[lbo-talk] Discussing the Crisis/Bailout

John Thornton jthorn65 at sbcglobal.net
Tue Oct 7 13:02:28 PDT 2008


Doug Henwood wrote:
>
> On Oct 6, 2008, at 3:56 PM, James Heartfield wrote:
>
>> it won't work
>
> Who knows? It's odd to see someone as sophisticated as Krugman
> pronounce it a failure less than a week after passage without the
> Treasury having bought a single asset.
>
>> it avoids addressing the underlying problem
>
> What's the underlying problem? If it's lots of bad assets on bank
> balance sheets, the program will address that directly. if it's
> renegotiating the underlying mortgages, that's going to happen, though
> it'll take some time.
>
>> it rewards the institutions that created the problem
>
> We don't know that that will happen. Besides, should we punish
> ourselves to avoid rewarding them?
>
>> it increases moral hazard
>
> That could happen, but it doesn't have to. Paulson will be gone in
> three months - who knows what a new admin would do?
>
>> it is more of the same extension of credit that fuelled the problem
>> in the first place
>
> So the answer is to follow Andrew Mellon and liquidate, liquidate,
> liquidate?
>
>> it deepens the US economy's dependence on credit
>
> See above.
>
>> it puts off the problem to tomorrow
>
> Not sure what that means.
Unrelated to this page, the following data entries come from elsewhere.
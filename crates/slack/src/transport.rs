//! Socket Mode transport over a live websocket.
//!
//! `apps.connections.open` (app-level token) hands out a single-use `wss://`
//! URL. Every envelope that carries an `envelope_id` must be acknowledged on
//! the same socket. Slack rotates connections by sending a `disconnect` frame;
//! that surfaces as a receive error so the runner reconnects.

use async_trait::async_trait;
use futures_util::{SinkExt, StreamExt};
use secrecy::{ExposeSecret, SecretString};
use serde_json::{json, Value};
use tokio::net::TcpStream;
use tokio::sync::Mutex;
use tokio_tungstenite::{connect_async, tungstenite::Message, MaybeTlsStream, WebSocketStream};
use tracing::debug;

use crate::events::{SlackEnvelope, SlackEvent};
use crate::socket::{SocketTransport, TransportError};
use crate::web::decode_api_response;

type SocketStream = WebSocketStream<MaybeTlsStream<TcpStream>>;

#[derive(Clone, Debug, PartialEq, Eq)]
pub enum SocketFrame {
    Envelope(SlackEnvelope),
    Disconnect { reason: String },
    Control { frame_type: String },
}

/// Decodes one text frame received from Slack.
pub fn decode_socket_frame(text: &str) -> Result<SocketFrame, TransportError> {
    let frame: Value = serde_json::from_str(text)
        .map_err(|error| TransportError::Receive(format!("malformed socket frame: {error}")))?;
    let frame_type = frame.get("type").and_then(Value::as_str).unwrap_or_default().to_owned();

    if frame_type == "disconnect" {
        let reason = frame.get("reason").and_then(Value::as_str).unwrap_or("unspecified");
        return Ok(SocketFrame::Disconnect { reason: reason.to_owned() });
    }

    let Some(envelope_id) = frame.get("envelope_id").and_then(Value::as_str) else {
        return Ok(SocketFrame::Control { frame_type });
    };

    let event = match (frame_type.as_str(), frame.pointer("/payload/event")) {
        ("events_api", Some(event)) => SlackEvent::from_event_json(event),
        _ => SlackEvent::Unsupported { event_type: frame_type },
    };

    Ok(SocketFrame::Envelope(SlackEnvelope { envelope_id: envelope_id.to_owned(), event }))
}

pub struct SlackSocketTransport {
    http: reqwest::Client,
    base_url: String,
    app_token: SecretString,
    stream: Mutex<Option<SocketStream>>,
}

impl SlackSocketTransport {
    pub fn new(http: reqwest::Client, base_url: impl Into<String>, app_token: SecretString) -> Self {
        let base_url = base_url.into().trim_end_matches('/').to_owned();
        Self { http, base_url, app_token, stream: Mutex::new(None) }
    }

    async fn open_connection_url(&self) -> Result<String, TransportError> {
        let response = self
            .http
            .post(format!("{}/apps.connections.open", self.base_url))
            .bearer_auth(self.app_token.expose_secret())
            .send()
            .await
            .map_err(|error| TransportError::Connect(error.to_string()))?;
        if !response.status().is_success() {
            return Err(TransportError::Connect(format!(
                "apps.connections.open returned HTTP {}",
                response.status().as_u16()
            )));
        }
        let body: Value =
            response.json().await.map_err(|error| TransportError::Connect(error.to_string()))?;
        let body = decode_api_response(body).map_err(|error| TransportError::Connect(error.to_string()))?;

        body.get("url")
            .and_then(Value::as_str)
            .map(str::to_owned)
            .ok_or_else(|| TransportError::Connect("apps.connections.open returned no url".to_owned()))
    }
}

#[async_trait]
impl SocketTransport for SlackSocketTransport {
    async fn connect(&self) -> Result<(), TransportError> {
        let url = self.open_connection_url().await?;
        let (stream, _response) =
            connect_async(url).await.map_err(|error| TransportError::Connect(error.to_string()))?;
        *self.stream.lock().await = Some(stream);
        Ok(())
    }

    async fn next_envelope(&self) -> Result<Option<SlackEnvelope>, TransportError> {
        let mut guard = self.stream.lock().await;
        let stream = guard
            .as_mut()
            .ok_or_else(|| TransportError::Receive("socket is not connected".to_owned()))?;

        loop {
            let message = match stream.next().await {
                Some(Ok(message)) => message,
                Some(Err(error)) => return Err(TransportError::Receive(error.to_string())),
                None => return Err(TransportError::Receive("socket stream ended".to_owned())),
            };

            match message {
                Message::Text(text) => match decode_socket_frame(text.as_str())? {
                    SocketFrame::Envelope(envelope) => return Ok(Some(envelope)),
                    SocketFrame::Disconnect { reason } => {
                        return Err(TransportError::Receive(format!(
                            "slack requested reconnect: {reason}"
                        )));
                    }
                    SocketFrame::Control { frame_type } => {
                        debug!(frame_type = %frame_type, "socket mode control frame");
                    }
                },
                Message::Close(_) => {
                    return Err(TransportError::Receive("socket closed by slack".to_owned()));
                }
                _ => {}
            }
        }
    }

    async fn acknowledge(&self, envelope_id: &str) -> Result<(), TransportError> {
        let mut guard = self.stream.lock().await;
        let stream = guard
            .as_mut()
            .ok_or_else(|| TransportError::Acknowledge("socket is not connected".to_owned()))?;
        let ack = json!({ "envelope_id": envelope_id }).to_string();
        stream
            .send(Message::text(ack))
            .await
            .map_err(|error| TransportError::Acknowledge(error.to_string()))
    }

    async fn disconnect(&self) -> Result<(), TransportError> {
        let Some(mut stream) = self.stream.lock().await.take() else {
            return Ok(());
        };
        stream.close(None).await.map_err(|error| TransportError::Disconnect(error.to_string()))
    }
}
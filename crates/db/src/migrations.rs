use sqlx::migrate::{MigrateError, Migrator};

use crate::DbPool;

pub static MIGRATOR: Migrator = sqlx::migrate!("../../migrations");

pub async fn run_pending(pool: &DbPool) -> Result<(), MigrateError> {
    MIGRATOR.run(pool).await
}
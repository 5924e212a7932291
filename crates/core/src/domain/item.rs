use std::fmt;

use rust_decimal::Decimal;
use serde::{Deserialize, Serialize};

#[derive(Clone, Debug, PartialEq, Eq, Hash, Serialize, Deserialize)]
pub struct ItemId(pub String);

impl ItemId {
    pub fn as_str(&self) -> &str {
        &self.0
    }
}

impl fmt::Display for ItemId {
    fn fmt(&self, f: &mut fmt::Formatter<'_>) -> fmt::Result {
        f.write_str(&self.0)
    }
}

impl From<&str> for ItemId {
    fn from(value: &str) -> Self {
        Self(value.to_owned())
    }
}

/// Redeemable reward as listed in the external catalog.
#[derive(Clone, Debug, PartialEq, Serialize, Deserialize)]
pub struct CatalogItem {
    pub id: ItemId,
    pub name: String,
    pub quantity: u32,
    pub redeemed: u32,
    pub price: Decimal,
}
If it means that it's going to take time to
> work through this, I couldn't think of anything more obvious. If it
> means we should have a depression today for some Calvinist moral
> reasons, count me out.
>
>> it damages the credibility of the US economy
>> it damages the credibility of the US government
>> it damages the credibility of the US financial sector
>
> And allowing everything to go under wouldn't?

"You have not refuted his arguments. You are just yelping like an angry chihuahua." Dymtri Kleiner

I was surprised to see Krugman pronounce it a failure immediately especially after he endorsed it 5 days ago. I think he doesn't know his own mind on the matter.